By Sruthi Shankar and Pranav Kashyap
Jan 20 (Reuters) - Wall Street's main indexes started the holiday-truncated week on a dour note as investors were spooked by fresh tariff threats from President Donald Trump against Europe amid a dispute over control of Greenland.
The major indexes slid toward three-week lows on Tuesday amid a risk-off wave that vaulted gold to fresh record highs, knocked stocks lower globally and left U.S. Treasuries wobbling under renewed selling pressure.
The Nasdaq broke below its 50-day moving average - an important technical threshold - while the S&P 500 hovered at the edge.
Trump said on Saturday additional 10% import tariffs would take effect on February 1 on goods from Denmark, Norway, Sweden, France, Germany, the Netherlands, Finland and Great Britain — all already subject to tariffs imposed by the U.S.
The tariffs would increase to 25% on June 1 and would continue until a deal was reached for the U.S. to purchase Greenland, Trump wrote in a post on Truth Social. Leaders of Greenland, an autonomous territory of Denmark, and Denmark have insisted the island is not for sale.
"We think we'll settle down and realize this is just a negotiation tool," said Jeff Buchbinder, chief equity strategist for LPL Financial.
"We certainly don't expect a military conflict with Greenland or Denmark or our European allies. But the fact that tariffs were used have got investors a little bit rattled."
Critical Metals CRML.O, which has a strategic presence in Greenland, slipped 2.7%.
On Tuesday, Trump marks one year back in office - a volatile period for markets that saw the S&P 500 plunge to near bear market territory following "Liberation Day" tariffs in April before rebounding to record highs on strong earnings and a resilient economy.
The CBOE Volatility index .VIX, also known as Wall Street's fear gauge, touched a two-month high at 19.02 points.
At 11:18 a.m. the Dow Jones Industrial Average .DJI fell 582.97 points, or 1.16%, to 48,785.03, the S&P 500 .SPX lost 79.86 points, or 1.15%, to 6,860.50 and the Nasdaq Composite .IXIC lost 317.67 points, or 1.34%, to 23,199.07.

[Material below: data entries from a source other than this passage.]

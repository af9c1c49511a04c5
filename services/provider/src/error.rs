//! Error types for model building and lookup

use graph::GraphError;
use node_config::ValidationError;
use origins::OriginError;
use thiserror::Error;

/// Result type alias for provider operations
pub type Result<T> = std::result::Result<T, ProviderError>;

#[derive(Debug, Clone, PartialEq, Eq, Error)]
pub enum ProviderError {
    /// No model with this name is registered
    #[error("model not found: {model}")]
    ModelNotFound {
        /// Requested model name
        model: String,
    },

    /// A reference node names a model that is not configured
    #[error("model {model} references unknown model {reference}")]
    UnknownReference {
        /// Model holding the reference
        model: String,
        /// Missing model name
        reference: String,
    },

    /// Models reference each other in a loop
    #[error("reference cycle through model {model}")]
    ReferenceCycle {
        /// Model reached a second time while it was still being built
        model: String,
    },

    /// An origin leaf names an origin that is not configured
    #[error("model {model} uses unknown origin {origin}")]
    UnknownOrigin {
        /// Model holding the leaf
        model: String,
        /// Missing origin name
        origin: String,
    },

    /// A graph node rejected its definition
    #[error("model {model}: {source}")]
    Graph {
        /// Model being built
        model: String,
        /// Node construction failure
        #[source]
        source: GraphError,
    },

    /// Configuration failed validation
    #[error("invalid configuration: {0}")]
    Config(#[from] ValidationError),

    /// An origin could not be built
    #[error("origin setup failed: {0}")]
    Origin(#[from] OriginError),
}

JAM-PACKED WEEK OF DATA AND EARNINGS
Investors headed into a jam-packed week, with a slate of market-moving data such as the third-quarter U.S. GDP update, January PMI readings and the Personal Consumption Expenditures report, which is the Federal Reserve's preferred inflation gauge.
Earnings season is also kicking into a higher gear. Several industry bellwethers, including Intel INTC.O, Netflix and NFLX.O, are set to report their quarterly earnings this week.

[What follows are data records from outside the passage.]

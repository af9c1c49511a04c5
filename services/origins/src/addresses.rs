//! Pair to contract resolution

use crate::chain::parse_address;
use crate::error::Result;
use ethabi::Address;
use std::collections::HashMap;
use types::Pair;

/// Contract serving a requested pair
#[derive(Debug, Clone, PartialEq, Eq)]
pub struct Resolved<K> {
    pub address: Address,
    /// The contract quotes the inverse of the requested pair
    pub inverted: bool,
    pub kind: K,
}

/// Configured pair to contract map
///
/// A pair registered as `A/B` also answers `B/A`, with the inversion flag flipped.
#[derive(Debug, Clone)]
pub struct ContractAddresses<K = ()> {
    entries: HashMap<Pair, Resolved<K>>,
}

impl<K> Default for ContractAddresses<K> {
    fn default() -> Self {
        Self { entries: HashMap::new() }
    }
}

impl<K: Clone> ContractAddresses<K> {
    pub fn new() -> Self {
        Self::default()
    }

    /// Register `pair`; `inverted` marks a contract that quotes `pair.invert()`
    pub fn insert(&mut self, pair: Pair, address: &str, inverted: bool, kind: K) -> Result<()> {
        let address = parse_address(address)?;
        self.entries.insert(pair, Resolved { address, inverted, kind });
        Ok(())
    }

    pub fn resolve(&self, pair: &Pair) -> Option<Resolved<K>> {
        if let Some(entry) = self.entries.get(pair) {
            return Some(entry.clone());
        }
        self.entries.get(&pair.invert()).map(|entry| Resolved {
            inverted: !entry.inverted,
            ..entry.clone()
        })
    }

    pub fn len(&self) -> usize {
        self.entries.len()
    }

    pub fn is_empty(&self) -> bool {
        self.entries.is_empty()
    }

    pub fn pairs(&self) -> impl Iterator<Item = &Pair> {
        self.entries.keys()
    }
}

Netflix NFLX.O gained 0.6%, after switching to an all-cash offer for Warner Bros Discovery's WBD.O studio and streaming assets without increasing the $82.7 billion bid.
The streaming giant, due to report its quarterly earnings after the bell, was the only stock in the mega-cap 'FAANG' group of tech stocks - Meta, Apple, Amazon, Netflix, and Google - to trade in the green.
Industrial bellwether 3M MMM.N tumbled 8.5% after forecasting annual adjusted profit a touch below Wall Street expectations, while Fastenal FAST.O fell 3.8% after missing fourth-quarter revenue estimates.
Of the 33 S&P 500 companies that had reported as of Friday, 84.8% topped analysts' expectations, according to data compiled by LSEG.
Trump could decide on the next Federal Reserve chair as soon as next week, Treasury Secretary Scott Bessent told CNBC - keeping markets uneasy after the administration recently threatened to indict Chair Jerome Powell.
Markets are also watching speeches by global leaders at the World Economic Forum in Davos, Switzerland.
Among other stocks, RAPT Therapeutics RAPT.O soared 63.9% after Britain's GSK GSK.L agreed to buy the U.S. firm for $2.2 billion.